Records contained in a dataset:
● ● ● ●
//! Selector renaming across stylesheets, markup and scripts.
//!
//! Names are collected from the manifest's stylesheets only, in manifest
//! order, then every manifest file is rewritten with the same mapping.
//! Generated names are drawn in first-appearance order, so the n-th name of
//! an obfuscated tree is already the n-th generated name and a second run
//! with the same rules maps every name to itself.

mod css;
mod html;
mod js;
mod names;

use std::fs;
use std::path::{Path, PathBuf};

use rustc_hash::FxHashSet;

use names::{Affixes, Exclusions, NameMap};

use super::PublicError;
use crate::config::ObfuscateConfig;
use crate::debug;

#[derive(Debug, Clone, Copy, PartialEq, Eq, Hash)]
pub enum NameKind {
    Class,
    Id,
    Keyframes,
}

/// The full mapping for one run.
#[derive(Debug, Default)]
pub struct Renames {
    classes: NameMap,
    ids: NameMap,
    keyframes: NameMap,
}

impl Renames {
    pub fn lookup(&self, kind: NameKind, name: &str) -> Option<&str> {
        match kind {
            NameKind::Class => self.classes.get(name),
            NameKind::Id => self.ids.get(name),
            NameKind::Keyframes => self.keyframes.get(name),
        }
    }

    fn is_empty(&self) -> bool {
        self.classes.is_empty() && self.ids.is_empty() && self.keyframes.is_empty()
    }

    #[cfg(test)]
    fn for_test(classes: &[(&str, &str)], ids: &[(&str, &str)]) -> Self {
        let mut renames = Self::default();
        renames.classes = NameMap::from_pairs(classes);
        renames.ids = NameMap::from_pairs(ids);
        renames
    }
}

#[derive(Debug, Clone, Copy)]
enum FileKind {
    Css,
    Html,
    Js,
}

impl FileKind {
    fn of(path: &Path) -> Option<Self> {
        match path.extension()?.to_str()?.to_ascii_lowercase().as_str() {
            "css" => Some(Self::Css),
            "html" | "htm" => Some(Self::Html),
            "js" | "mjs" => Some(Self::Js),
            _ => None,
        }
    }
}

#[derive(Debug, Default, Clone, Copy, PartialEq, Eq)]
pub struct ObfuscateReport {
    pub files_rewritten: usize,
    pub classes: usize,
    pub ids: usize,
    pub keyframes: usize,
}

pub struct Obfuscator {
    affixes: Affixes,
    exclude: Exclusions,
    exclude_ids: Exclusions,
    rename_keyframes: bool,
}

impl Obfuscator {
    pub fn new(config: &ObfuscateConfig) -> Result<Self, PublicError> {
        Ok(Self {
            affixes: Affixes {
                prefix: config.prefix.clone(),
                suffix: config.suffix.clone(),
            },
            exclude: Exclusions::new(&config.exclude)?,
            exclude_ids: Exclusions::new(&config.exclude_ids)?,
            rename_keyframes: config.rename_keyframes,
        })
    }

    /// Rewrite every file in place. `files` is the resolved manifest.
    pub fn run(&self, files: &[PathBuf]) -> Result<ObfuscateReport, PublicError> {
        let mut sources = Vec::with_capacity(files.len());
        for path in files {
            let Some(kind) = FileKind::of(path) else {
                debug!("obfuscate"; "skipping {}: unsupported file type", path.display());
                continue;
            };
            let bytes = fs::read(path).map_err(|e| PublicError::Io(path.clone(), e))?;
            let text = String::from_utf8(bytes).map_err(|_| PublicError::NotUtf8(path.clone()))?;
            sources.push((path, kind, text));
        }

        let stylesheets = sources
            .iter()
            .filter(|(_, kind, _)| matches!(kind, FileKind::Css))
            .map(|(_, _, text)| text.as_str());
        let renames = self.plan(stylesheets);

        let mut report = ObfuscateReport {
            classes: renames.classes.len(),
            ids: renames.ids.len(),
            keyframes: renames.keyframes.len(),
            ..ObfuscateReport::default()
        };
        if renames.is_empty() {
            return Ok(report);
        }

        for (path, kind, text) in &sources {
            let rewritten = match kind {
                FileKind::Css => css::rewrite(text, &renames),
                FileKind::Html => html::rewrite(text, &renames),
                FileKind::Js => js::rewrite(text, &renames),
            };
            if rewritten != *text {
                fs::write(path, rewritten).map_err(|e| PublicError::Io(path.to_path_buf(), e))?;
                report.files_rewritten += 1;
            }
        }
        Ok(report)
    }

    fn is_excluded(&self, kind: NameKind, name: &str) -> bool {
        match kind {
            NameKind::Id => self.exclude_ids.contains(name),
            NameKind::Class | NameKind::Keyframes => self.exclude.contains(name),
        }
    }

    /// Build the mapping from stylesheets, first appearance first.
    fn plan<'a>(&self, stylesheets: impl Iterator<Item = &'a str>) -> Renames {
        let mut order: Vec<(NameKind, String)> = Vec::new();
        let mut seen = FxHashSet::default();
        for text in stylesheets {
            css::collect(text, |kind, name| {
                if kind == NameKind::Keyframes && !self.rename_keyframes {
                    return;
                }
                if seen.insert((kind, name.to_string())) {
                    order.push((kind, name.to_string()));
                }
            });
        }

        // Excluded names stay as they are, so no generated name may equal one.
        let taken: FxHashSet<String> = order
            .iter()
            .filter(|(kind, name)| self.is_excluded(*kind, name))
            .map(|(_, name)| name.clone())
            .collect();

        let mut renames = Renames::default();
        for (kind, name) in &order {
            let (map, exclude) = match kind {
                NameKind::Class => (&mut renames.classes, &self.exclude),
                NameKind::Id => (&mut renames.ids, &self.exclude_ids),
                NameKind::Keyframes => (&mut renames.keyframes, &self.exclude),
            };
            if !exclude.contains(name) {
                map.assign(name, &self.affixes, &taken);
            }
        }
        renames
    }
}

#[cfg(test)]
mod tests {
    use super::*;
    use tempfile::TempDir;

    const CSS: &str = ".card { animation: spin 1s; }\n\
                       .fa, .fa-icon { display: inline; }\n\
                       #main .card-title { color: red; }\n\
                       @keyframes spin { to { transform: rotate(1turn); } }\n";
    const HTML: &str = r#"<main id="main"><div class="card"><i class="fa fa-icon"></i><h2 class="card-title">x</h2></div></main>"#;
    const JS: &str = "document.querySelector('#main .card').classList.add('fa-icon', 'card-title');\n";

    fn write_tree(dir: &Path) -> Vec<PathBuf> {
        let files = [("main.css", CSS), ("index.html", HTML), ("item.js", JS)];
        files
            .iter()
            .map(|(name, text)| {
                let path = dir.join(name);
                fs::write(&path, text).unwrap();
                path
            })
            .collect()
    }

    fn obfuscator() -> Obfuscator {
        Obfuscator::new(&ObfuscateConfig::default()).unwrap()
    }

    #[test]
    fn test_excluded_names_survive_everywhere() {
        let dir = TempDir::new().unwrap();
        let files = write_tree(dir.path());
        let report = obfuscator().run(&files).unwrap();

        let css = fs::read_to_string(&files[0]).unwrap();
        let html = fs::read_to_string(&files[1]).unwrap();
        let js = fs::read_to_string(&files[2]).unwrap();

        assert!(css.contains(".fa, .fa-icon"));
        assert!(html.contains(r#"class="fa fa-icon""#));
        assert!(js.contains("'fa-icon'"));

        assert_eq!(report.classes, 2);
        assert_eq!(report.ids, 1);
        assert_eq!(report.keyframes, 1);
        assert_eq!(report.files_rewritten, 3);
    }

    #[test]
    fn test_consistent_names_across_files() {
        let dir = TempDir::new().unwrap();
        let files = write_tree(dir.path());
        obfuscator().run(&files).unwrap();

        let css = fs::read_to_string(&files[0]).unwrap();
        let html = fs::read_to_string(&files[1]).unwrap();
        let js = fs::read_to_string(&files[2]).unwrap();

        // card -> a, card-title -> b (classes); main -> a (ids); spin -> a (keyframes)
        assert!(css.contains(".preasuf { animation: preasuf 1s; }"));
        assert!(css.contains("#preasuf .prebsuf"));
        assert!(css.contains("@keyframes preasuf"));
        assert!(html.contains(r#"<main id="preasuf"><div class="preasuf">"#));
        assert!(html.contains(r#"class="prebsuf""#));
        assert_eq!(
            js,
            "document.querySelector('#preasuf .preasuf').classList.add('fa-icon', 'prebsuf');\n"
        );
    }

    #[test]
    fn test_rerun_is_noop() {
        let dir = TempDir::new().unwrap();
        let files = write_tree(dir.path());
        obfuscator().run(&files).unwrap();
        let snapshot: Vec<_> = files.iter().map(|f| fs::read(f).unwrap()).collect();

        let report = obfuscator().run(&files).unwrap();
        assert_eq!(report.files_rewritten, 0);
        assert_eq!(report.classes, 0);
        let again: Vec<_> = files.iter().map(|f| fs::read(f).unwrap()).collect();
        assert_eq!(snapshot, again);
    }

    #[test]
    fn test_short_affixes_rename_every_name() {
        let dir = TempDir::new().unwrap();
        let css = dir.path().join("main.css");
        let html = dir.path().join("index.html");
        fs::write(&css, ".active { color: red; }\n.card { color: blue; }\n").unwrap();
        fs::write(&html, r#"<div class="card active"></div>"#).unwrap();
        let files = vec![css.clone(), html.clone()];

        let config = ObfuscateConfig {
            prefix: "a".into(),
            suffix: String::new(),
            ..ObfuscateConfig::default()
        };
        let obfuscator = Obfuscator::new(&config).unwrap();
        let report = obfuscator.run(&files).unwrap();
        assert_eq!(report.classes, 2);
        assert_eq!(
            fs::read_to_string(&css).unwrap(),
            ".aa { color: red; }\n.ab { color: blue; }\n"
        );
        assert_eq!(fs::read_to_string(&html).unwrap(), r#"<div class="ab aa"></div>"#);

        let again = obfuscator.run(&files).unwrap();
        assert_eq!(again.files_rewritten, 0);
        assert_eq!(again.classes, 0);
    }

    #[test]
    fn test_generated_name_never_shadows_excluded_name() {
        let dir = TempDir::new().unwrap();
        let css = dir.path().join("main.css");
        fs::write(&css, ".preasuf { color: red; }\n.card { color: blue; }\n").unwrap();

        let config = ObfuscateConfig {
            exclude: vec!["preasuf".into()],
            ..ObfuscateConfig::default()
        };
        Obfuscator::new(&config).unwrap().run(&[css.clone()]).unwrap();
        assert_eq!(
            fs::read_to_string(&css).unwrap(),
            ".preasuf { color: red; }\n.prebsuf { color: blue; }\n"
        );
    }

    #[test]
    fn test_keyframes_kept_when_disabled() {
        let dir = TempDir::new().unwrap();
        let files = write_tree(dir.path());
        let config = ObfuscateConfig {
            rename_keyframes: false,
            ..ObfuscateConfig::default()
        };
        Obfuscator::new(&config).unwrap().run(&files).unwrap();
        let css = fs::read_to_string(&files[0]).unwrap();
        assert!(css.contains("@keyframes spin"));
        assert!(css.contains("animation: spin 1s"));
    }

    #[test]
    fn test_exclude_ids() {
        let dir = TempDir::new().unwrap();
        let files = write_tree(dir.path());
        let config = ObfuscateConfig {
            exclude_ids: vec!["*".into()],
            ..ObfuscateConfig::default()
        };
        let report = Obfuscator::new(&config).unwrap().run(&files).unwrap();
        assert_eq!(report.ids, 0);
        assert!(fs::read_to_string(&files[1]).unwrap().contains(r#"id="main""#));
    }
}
● ● ● ●
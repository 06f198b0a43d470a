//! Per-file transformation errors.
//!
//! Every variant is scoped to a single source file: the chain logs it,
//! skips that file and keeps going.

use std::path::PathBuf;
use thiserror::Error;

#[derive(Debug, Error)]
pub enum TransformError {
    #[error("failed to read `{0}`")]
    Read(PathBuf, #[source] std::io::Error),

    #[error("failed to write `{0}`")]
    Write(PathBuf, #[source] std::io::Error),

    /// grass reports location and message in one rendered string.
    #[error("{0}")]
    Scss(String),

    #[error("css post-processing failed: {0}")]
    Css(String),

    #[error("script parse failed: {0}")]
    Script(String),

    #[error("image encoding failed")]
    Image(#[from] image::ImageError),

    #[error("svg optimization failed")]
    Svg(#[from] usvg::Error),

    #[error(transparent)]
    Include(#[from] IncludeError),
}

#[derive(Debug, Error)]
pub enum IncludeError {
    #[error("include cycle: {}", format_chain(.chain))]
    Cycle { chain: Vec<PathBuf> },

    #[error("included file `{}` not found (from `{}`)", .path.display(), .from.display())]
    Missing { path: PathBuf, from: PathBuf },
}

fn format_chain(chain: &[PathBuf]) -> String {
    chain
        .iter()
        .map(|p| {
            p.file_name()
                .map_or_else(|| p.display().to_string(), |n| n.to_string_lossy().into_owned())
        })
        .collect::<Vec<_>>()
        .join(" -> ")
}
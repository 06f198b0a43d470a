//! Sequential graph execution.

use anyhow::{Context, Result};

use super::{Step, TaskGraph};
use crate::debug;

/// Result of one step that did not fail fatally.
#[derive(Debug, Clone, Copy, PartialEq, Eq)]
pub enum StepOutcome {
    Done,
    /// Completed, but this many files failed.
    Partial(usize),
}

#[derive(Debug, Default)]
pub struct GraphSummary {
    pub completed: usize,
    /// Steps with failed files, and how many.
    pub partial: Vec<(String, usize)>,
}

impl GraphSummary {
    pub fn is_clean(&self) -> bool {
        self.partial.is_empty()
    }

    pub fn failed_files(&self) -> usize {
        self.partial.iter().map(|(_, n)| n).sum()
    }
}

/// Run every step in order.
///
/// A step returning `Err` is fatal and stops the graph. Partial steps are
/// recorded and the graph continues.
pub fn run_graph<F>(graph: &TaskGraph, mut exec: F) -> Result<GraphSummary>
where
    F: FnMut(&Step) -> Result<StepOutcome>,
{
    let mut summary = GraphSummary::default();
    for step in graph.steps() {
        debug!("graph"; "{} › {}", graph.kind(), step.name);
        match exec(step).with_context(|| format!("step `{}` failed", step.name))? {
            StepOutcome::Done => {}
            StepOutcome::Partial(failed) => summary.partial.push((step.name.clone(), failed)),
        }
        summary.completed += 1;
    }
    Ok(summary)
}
● ● ● ●
▸ Problem to solve
Report every line of the records that contains the word "card".

▸ Answer below
    const CSS: &str = ".card { animation: spin 1s; }\n\
                       #main .card-title { color: red; }\n\
    const HTML: &str = r#"<main id="main"><div class="card"><i class="fa fa-icon"></i><h2 class="card-title">x</h2></div></main>"#;
    const JS: &str = "document.querySelector('#main .card').classList.add('fa-icon', 'card-title');\n";
        // card -> a, card-title -> b (classes); main -> a (ids); spin -> a (keyframes)
        fs::write(&css, ".active { color: red; }\n.card { color: blue; }\n").unwrap();
        fs::write(&html, r#"<div class="card active"></div>"#).unwrap();
        fs::write(&css, ".preasuf { color: red; }\n.card { color: blue; }\n").unwrap();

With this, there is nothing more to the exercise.